Nothing on this site should be interpreted as personal medical advice. Always consult with your doctor before changing anything related to your healthcare.

Picture this… you’re reaching for a can of soup on the top shelf of your pantry, and suddenly, you feel unsteady.

Or perhaps you’re walking down the street, and an uneven sidewalk catches you off guard, causing you to stumble.

Luckily, you’re able to catch yourself, relieved. But the reality is, you were just seconds away from what could have been a deadly fall.

As we age, simple tasks can become increasingly difficult. Stiff joints, decreased muscle strength, and reduced balance all contribute to a decline in mobility, making it harder to maintain our independence—and setting us at a higher risk for a dangerous tumble.

The good news is, there’s a simple way to reduce your risk of falls and maintain your mobility well into your golden years…

When Falls Turn Fatal

The reality is, falls remain the leading cause of injury-related morbidity and mortality among older adults in the United States.

Approximately 27 percent of community-dwelling individuals aged 65 years and older report at least one fall in the past year.

The consequences of a fall can be devastating, ranging from bruises and fractures, to long-term disability and loss of independence, to even death.

The Power of Movement

The U.S. Preventive Services Task Force (USPSTF) recently released a recommendation stating that exercise interventions are recommended to help prevent falls and fall-related morbidity in community-dwelling adults aged 65 years and older who are at increased risk of falls.

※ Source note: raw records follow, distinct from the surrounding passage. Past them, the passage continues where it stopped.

// Copyright 2026 Hypermesh Foundation. All rights reserved.
// APFlow Wireless Balancing Engine - Bench Runner
//
// Monte Carlo over generated campuses with Poisson churn and per-tick audits.
//
// Usage:
//   cargo run --release --bin bench                      # All scenarios, 30 runs each
//   cargo run --release --bin bench -- --runs 5          # Quick mode
//   cargo run --release --bin bench -- hotspot           # Filter by name, label or category
//   cargo run --release --bin bench -- --time-series     # Per-seed JSONL output
//   cargo run --release --bin bench -- --seed 42 --ticks 100

mod churn;
mod monte_carlo;
mod report;
mod scenarios;
mod time_series;

use std::path::{Path, PathBuf};
use std::time::{Instant, SystemTime, UNIX_EPOCH};

use anyhow::{bail, Context};
use clap::Parser;
use tracing::info;
use tracing_subscriber::EnvFilter;

use report::{BenchReport, Summary};
use scenarios::{scenarios, Scenario};

/// A scenario passes when at least this share of its runs pass.
const PASS_THRESHOLD: f64 = 0.933;

#[derive(Parser, Debug)]
#[command(name = "bench", about = "Monte Carlo benchmark for the APFlow balancing engine")]
struct Cli {
    /// Runs per scenario.
    #[arg(long, default_value_t = 30)]
    runs: usize,

    /// Base seed; run i uses seed + i.
    #[arg(long, default_value_t = 0)]
    seed: u64,

    /// Override every scenario's tick count.
    #[arg(long)]
    ticks: Option<u64>,

    /// Write per-seed JSONL time series under benchmark-results/time-series/.
    #[arg(long)]
    time_series: bool,

    /// Engine debug logging.
    #[arg(short, long)]
    verbose: bool,

    /// Only run scenarios whose name, label or category contains this.
    filter: Option<String>,
}

fn main() -> anyhow::Result<()> {
    let cli = Cli::parse();

    let default_filter = if cli.verbose { "debug" } else { "info,apflow_engine=warn" };
    tracing_subscriber::fmt()
        .with_env_filter(EnvFilter::try_from_default_env().unwrap_or_else(|_| EnvFilter::new(default_filter)))
        .with_target(false)
        .init();

    let all_scenarios = scenarios();
    let to_run: Vec<&Scenario> = match &cli.filter {
        Some(f) => {
            let f = f.to_lowercase();
            all_scenarios
                .iter()
                .filter(|s| {
                    s.name.to_lowercase().contains(&f)
                        || s.label.to_lowercase().contains(&f)
                        || s.category.to_lowercase().contains(&f)
                })
                .collect()
        }
        None => all_scenarios.iter().collect(),
    };
    if to_run.is_empty() {
        bail!("no scenarios match filter {:?}", cli.filter);
    }

    let ts_dir: Option<PathBuf> = cli.time_series.then(|| PathBuf::from("benchmark-results/time-series"));

    info!(runs = cli.runs, seed = cli.seed, scenarios = to_run.len(), "starting bench");
    println!("\n  APFlow Bench Runner");
    println!("  PRNG: ChaCha8Rng | Runs/scenario: {} | Base seed: {}", cli.runs, cli.seed);
    println!("  Running {} scenario(s)...\n", to_run.len());
    println!(
        "  {:<36} {:>5} {:>12} {:>8} {:>8} {:>7} {:>6} {:>7}",
        "Scenario", "Pass%", "Served%", "Cost/u", "PeakOvl", "Moves", "Abort", "Time"
    );
    println!("  {}", "-".repeat(100));

    let suite_start = Instant::now();
    let mut mc_reports = Vec::new();

    for scenario in &to_run {
        let report = monte_carlo::run_monte_carlo(scenario, cli.runs, cli.seed, cli.ticks, ts_dir.as_deref())?;

        let status = if report.pass_rate >= PASS_THRESHOLD { "PASS" } else { "FAIL" };
        println!(
            "  {:<36} {:>4}% {:>6.1}±{:<4.1} {:>8.3} {:>8.1} {:>7.0} {:>6.1} {:>5.0}ms  {}",
            report.label,
            (report.pass_rate * 100.0) as u32,
            report.served_rate.mean * 100.0,
            report.served_rate.half_width() * 100.0,
            report.cost_per_user.mean,
            report.peak_overloaded_aps.mean,
            report.moves.mean,
            report.solves_aborted.mean,
            report.elapsed_ms.mean,
            status,
        );
        for run in report.individual_runs.iter().filter(|r| !r.pass) {
            info!(scenario = scenario.name, seed = run.seed, failures = ?run.failures, "run failed");
        }

        mc_reports.push(report);
    }

    // ─── Summary ────────────────────────────────────────────────────────

    let total = mc_reports.len();
    let passed = mc_reports.iter().filter(|r| r.pass_rate >= PASS_THRESHOLD).count();
    let failed = total - passed;
    let total_invariant_violations: u64 = mc_reports
        .iter()
        .flat_map(|r| r.individual_runs.iter())
        .map(|r| r.invariant_violations)
        .sum();

    println!("  {}", "-".repeat(100));
    println!(
        "  Total: {}  Passed: {}  Failed: {}  Invariant violations: {}  Suite time: {:.1}s\n",
        total,
        passed,
        failed,
        total_invariant_violations,
        suite_start.elapsed().as_secs_f64()
    );

    // ─── Write JSON Report ──────────────────────────────────────────────

    let timestamp = SystemTime::now().duration_since(UNIX_EPOCH)?.as_millis().to_string();
    let report = BenchReport {
        timestamp: timestamp.clone(),
        version: env!("CARGO_PKG_VERSION"),
        prng: "ChaCha8Rng",
        n_runs_per_scenario: cli.runs,
        base_seed: cli.seed,
        summary: Summary {
            total,
            passed,
            failed,
            pass_rate: passed as f64 / total as f64,
            total_invariant_violations,
        },
        scenarios: mc_reports,
    };

    let dir = Path::new("benchmark-results");
    std::fs::create_dir_all(dir).context("failed to create benchmark-results/")?;
    let path = dir.join(format!("bench-{timestamp}.json"));
    std::fs::write(&path, serde_json::to_string_pretty(&report)?)
        .with_context(|| format!("failed to write {}", path.display()))?;
    println!("  Results saved to: {}\n", path.display());

    if failed > 0 {
        std::process::exit(1);
    }
    Ok(())
}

While the exercise intervention could include individual or group activity, most of the studies in the systematic review involved group exercise.

Engaging in physical activity with others not only provides accountability and motivation but also offers a valuable opportunity for social interaction and support.

In addition to exercise, the USPSTF suggests that the decision to offer multifactorial fall prevention interventions should be individualized based on an assessment of potential risks and benefits. This includes considering the circumstances of prior falls, the presence of comorbid medical conditions, and your personal values and preferences.

The Best Exercises for Fall Prevention

Although it can be challenging to determine the specific exercise components that are most effective for fall prevention, the most commonly studied components associated with reduced risk of falls included:

  1. Gait training
  2. Balance training
  3. Functional training
  4. Strength and resistance training

Aim for 2-3 sessions per week, and remember that consistency is key. Making exercise a regular part of your routine can help you maintain your mobility, reduce your risk of falls, and enjoy a more active, independent life.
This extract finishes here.